I knew immediately what happened. In the past, when data was often read into systems using magnetic tape, the way the data systems were programmed required all fields to be populated; if a value for a particular field was missing, the value for the next field would get read into its place, and so forth; and when the program read to the end of the record, it often went to the next record and then read values from there until all fields for the previous record were populated. This was a data nightmare.
To get around this, fields whose data was missing or unknown were filled with a series of 9s, so that all the other data would be entered into the system correctly. This process was fine and dandy, as long as the company’s analysts accounted for this practice during their analysis. The cataloger, however, would run its regressions using those ‘999s,’ resulting in serious outliers, and regressions of little value.

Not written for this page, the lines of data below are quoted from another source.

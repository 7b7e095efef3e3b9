//! 角色范围裁剪
//!
//! 把调用方提交的可选筛选条件 ([`OrderFilter`]) 按角色解析为有效的
//! 查询范围 ([`OrderScope`])。缺省字段表示"无约束"，而不是"空集"。
//!
//! | 角色 | 隐含范围 | department 筛选 | member 筛选 |
//! |------|----------|-----------------|-------------|
//! | 员工 | 本人订单 | 拒绝 | 拒绝 |
//! | 团队领导 | 本部门 | 拒绝 (只有一个部门) | 限本部门成员 |
//! | 中心主任 | 全部门 | 允许 | 允许 |
//!
//! 越权的筛选条件直接报错而不是静默忽略，避免调用方误以为结果被其筛选过。

use super::WorkflowError;
use crate::db::models::{OrderStatus, Role};

/// 调用方提交的筛选条件，字段缺省表示无约束
#[derive(Debug, Clone, Default)]
pub struct OrderFilter {
    pub department_id: Option<String>,
    pub member_id: Option<String>,
    pub statuses: Option<Vec<OrderStatus>>,
}

/// 解析后的有效查询范围，交给 `OrderRepository::list` 组装 SQL
#[derive(Debug, Clone, Default, PartialEq, Eq)]
pub struct OrderScope {
    /// 限定订单所有者
    pub owner_id: Option<String>,
    /// 限定部门
    pub department_id: Option<String>,
    /// 限定状态集合
    pub statuses: Option<Vec<OrderStatus>>,
}

/// 按角色把筛选条件解析为有效范围
///
/// `actor_department` 为调用方所属部门 (中心主任为 None)。
/// 团队领导的 member 筛选只做范围合并，成员是否属于本部门由服务层校验。
pub fn resolve_scope(
    role: Role,
    actor_id: &str,
    actor_department: Option<&str>,
    filter: OrderFilter,
) -> Result<OrderScope, WorkflowError> {
    match role {
        Role::Employee => {
            if filter.department_id.is_some() {
                return Err(WorkflowError::Validation(
                    "Employees cannot filter by department".to_string(),
                ));
            }
            if filter.member_id.is_some() {
                return Err(WorkflowError::Validation(
                    "Employees cannot filter by member".to_string(),
                ));
            }
            Ok(OrderScope {
                owner_id: Some(actor_id.to_string()),
                department_id: None,
                statuses: filter.statuses,
            })
        }
        Role::TeamLeader => {
            if filter.department_id.is_some() {
                return Err(WorkflowError::Validation(
                    "Team leaders are scoped to their own department".to_string(),
                ));
            }
            let department = actor_department.ok_or_else(|| {
                WorkflowError::Validation("Team leader has no department".to_string())
            })?;
            Ok(OrderScope {
                owner_id: filter.member_id,
                department_id: Some(department.to_string()),
                statuses: filter.statuses,
            })
        }
        Role::CenterDirector => Ok(OrderScope {
            owner_id: filter.member_id,
            department_id: filter.department_id,
            statuses: filter.statuses,
        }),
    }
}

#[cfg(test)]
mod tests {
    use super::*;

    fn filter(
        department_id: Option<&str>,
        member_id: Option<&str>,
        statuses: Option<Vec<OrderStatus>>,
    ) -> OrderFilter {
        OrderFilter {
            department_id: department_id.map(String::from),
            member_id: member_id.map(String::from),
            statuses,
        }
    }

    #[test]
    fn employee_is_always_scoped_to_self() {
        let scope = resolve_scope(Role::Employee, "m1", Some("d1"), OrderFilter::default())
            .expect("default filter must resolve");
        assert_eq!(scope.owner_id.as_deref(), Some("m1"));
        assert_eq!(scope.department_id, None);
    }

    #[test]
    fn employee_foreign_filters_are_rejected() {
        assert!(resolve_scope(Role::Employee, "m1", Some("d1"), filter(Some("d2"), None, None)).is_err());
        assert!(resolve_scope(Role::Employee, "m1", Some("d1"), filter(None, Some("m2"), None)).is_err());
    }

    #[test]
    fn team_leader_is_pinned_to_own_department() {
        let scope = resolve_scope(
            Role::TeamLeader,
            "lead",
            Some("d1"),
            filter(None, Some("m2"), Some(vec![OrderStatus::PendingTeamLeader])),
        )
        .expect("member/status filters are allowed");
        assert_eq!(scope.department_id.as_deref(), Some("d1"));
        assert_eq!(scope.owner_id.as_deref(), Some("m2"));
        assert_eq!(scope.statuses, Some(vec![OrderStatus::PendingTeamLeader]));
    }

    #[test]
    fn team_leader_department_filter_is_rejected() {
        assert!(resolve_scope(Role::TeamLeader, "lead", Some("d1"), filter(Some("d2"), None, None)).is_err());
    }

    #[test]
    fn center_director_filters_are_conjunctive_and_optional() {
        let scope = resolve_scope(Role::CenterDirector, "dir", None, OrderFilter::default())
            .expect("no filters means no constraints");
        assert_eq!(scope, OrderScope::default());

        let scope = resolve_scope(
            Role::CenterDirector,
            "dir",
            None,
            filter(Some("d2"), Some("m9"), Some(vec![OrderStatus::Rejected])),
        )
        .expect("all filters are allowed");
        assert_eq!(scope.department_id.as_deref(), Some("d2"));
        assert_eq!(scope.owner_id.as_deref(), Some("m9"));
        assert_eq!(scope.statuses, Some(vec![OrderStatus::Rejected]));
    }
}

In this case, the cataloger’s attempt to rectify one data malady resulted in a new data malady. I corrected this by recoding the values, breaking those whose last purchase date was known into intervals, and using ranking values: a 1 for the most recent customers, a 2 for the next most recent, a 3 for the next most recent, and so forth, and gave the lowest rank to those whose last purchase was unknown.
The Moral of the Story
Company policy is a major cause of dirty data. These examples – which are far from comprehensive – illustrate how the way data is entered can cause problems. Often, a data fix proves shortsighted, as it causes new problems down the road. This is why it is so important for analysts to consult the company’s data experts before undertaking any major data mining effort. Knowing how a company collects and stores data and making allowances for it will increase the likelihood of a successful data mining effort.